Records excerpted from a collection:
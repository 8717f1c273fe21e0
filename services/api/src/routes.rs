use crate::infra::AppState;
use axum::http::{header, StatusCode};
use axum::response::IntoResponse;
use axum::Extension;
use axum::Json;
use noprazo::contracts::{
    contract_router, ContractRepository, ContractService, NotificationSender,
};
use serde::Serialize;
use std::sync::Arc;

pub(crate) fn with_contract_routes<R, S>(service: Arc<ContractService<R, S>>) -> axum::Router
where
    R: ContractRepository + 'static,
    S: NotificationSender + 'static,
{
    contract_router(service)
        .route("/health", axum::routing::get(healthcheck))
        .route("/ready", axum::routing::get(readiness_endpoint))
        .route("/metrics", axum::routing::get(metrics_endpoint))
}

#[derive(Debug, Serialize)]
pub(crate) struct StatusResponse {
    pub(crate) status: &'static str,
}

pub(crate) async fn healthcheck() -> Json<StatusResponse> {
    Json(StatusResponse { status: "ok" })
}

pub(crate) async fn readiness_endpoint(Extension(state): Extension<AppState>) -> impl IntoResponse {
    if state.readiness.load(std::sync::atomic::Ordering::Relaxed) {
        (StatusCode::OK, Json(StatusResponse { status: "ready" }))
    } else {
        (
            StatusCode::SERVICE_UNAVAILABLE,
            Json(StatusResponse {
                status: "initializing",
            }),
        )
    }
}

pub(crate) async fn metrics_endpoint(Extension(state): Extension<AppState>) -> impl IntoResponse {
    (
        StatusCode::OK,
        [(header::CONTENT_TYPE, "text/plain; version=0.0.4")],
        state.metrics.render(),
    )
}
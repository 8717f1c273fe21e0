//! Contract lifecycle core for the NoPrazo contract-control service.
//!
//! The `contracts` module holds the business rules: deriving a lifecycle
//! status from contract dates, deciding when an expiry reminder fires,
//! rolling auto-renewing contracts into their next period, and producing
//! field-level audit diffs. Persistence and e-mail transport are trait
//! boundaries implemented by the consuming service.

pub mod config;
pub mod contracts;
pub mod error;
pub mod telemetry;
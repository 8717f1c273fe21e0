use chrono::{Duration, Local, NaiveDate};

use super::domain::ContractStatus;

/// The day a contract's expiry reminder is scheduled to fire:
/// `end_date - notification_days`.
pub fn alert_date(end_date: NaiveDate, notification_days: u32) -> NaiveDate {
    end_date - Duration::days(notification_days as i64)
}

/// Derives the lifecycle status of a contract from its end date and
/// reminder window, evaluated at `today`. Day-granular and pure: the same
/// inputs always produce the same status.
///
/// A zero-day window makes the alert date coincide with the end date, so
/// the contract reads `ExpiringSoon` only on its final day. A window longer
/// than the whole term reads `ExpiringSoon` from day one; both are intended.
pub fn classify(end_date: NaiveDate, notification_days: u32, today: NaiveDate) -> ContractStatus {
    if today > end_date {
        ContractStatus::Expired
    } else if today >= alert_date(end_date, notification_days) {
        ContractStatus::ExpiringSoon
    } else {
        ContractStatus::Active
    }
}

/// Source of "today" for the lifecycle rules. Production uses the local
/// calendar date; tests pin an arbitrary date.
pub trait Clock: Send + Sync {
    fn today(&self) -> NaiveDate;
}

/// Wall-clock calendar date in the server's local timezone.
#[derive(Debug, Clone, Copy, Default)]
pub struct SystemClock;

impl Clock for SystemClock {
    fn today(&self) -> NaiveDate {
        Local::now().date_naive()
    }
}

/// Deterministic clock pinned to one date.
#[derive(Debug, Clone, Copy)]
pub struct FixedClock(pub NaiveDate);

impl Clock for FixedClock {
    fn today(&self) -> NaiveDate {
        self.0
    }
}
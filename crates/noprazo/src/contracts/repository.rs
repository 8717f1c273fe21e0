use chrono::NaiveDate;

use super::domain::{Contract, ContractHistory, ContractId};

/// Storage abstraction so the service and batch drivers can be exercised in
/// isolation. Each call is atomic for a single contract; no cross-contract
/// transaction is assumed.
pub trait ContractRepository: Send + Sync {
    /// All stored records with their raw dates; no derived status.
    fn list(&self) -> Result<Vec<Contract>, RepositoryError>;
    fn fetch(&self, id: &ContractId) -> Result<Option<Contract>, RepositoryError>;
    fn insert(&self, contract: Contract) -> Result<Contract, RepositoryError>;
    fn update(&self, contract: Contract) -> Result<(), RepositoryError>;
    /// Advances a contract into its next period, keyed by id so duplicate
    /// driver runs upsert rather than double-apply.
    fn save_renewal(
        &self,
        id: &ContractId,
        new_start: NaiveDate,
        new_end: NaiveDate,
        new_renewal_date: NaiveDate,
    ) -> Result<(), RepositoryError>;
    fn delete(&self, id: &ContractId) -> Result<(), RepositoryError>;
    /// Appends an immutable audit entry. Never overwrites existing history.
    fn append_history(&self, entry: ContractHistory) -> Result<(), RepositoryError>;
    /// Audit entries for one contract, newest first. History is retained
    /// even after the contract itself is deleted.
    fn history_for(&self, id: &ContractId) -> Result<Vec<ContractHistory>, RepositoryError>;
}

/// Error enumeration for repository failures.
#[derive(Debug, thiserror::Error)]
pub enum RepositoryError {
    #[error("record already exists")]
    Conflict,
    #[error("record not found")]
    NotFound,
    #[error("repository unavailable: {0}")]
    Unavailable(String),
}

/// Outbound message delivery boundary (e-mail or otherwise). The core only
/// hands over `(recipient, subject, body)` triples; retry policy belongs to
/// the transport or the driver.
pub trait NotificationSender: Send + Sync {
    fn send(&self, to: &str, subject: &str, body: &str) -> Result<(), SendError>;
}

/// Message dispatch error.
#[derive(Debug, thiserror::Error)]
pub enum SendError {
    #[error("notification transport unavailable: {0}")]
    Transport(String),
}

> [WORK REQUEST]:
From the records above, tally every line that includes the word "routing" and reply with the total by itself.

> [EXPECTED ANSWER]:
3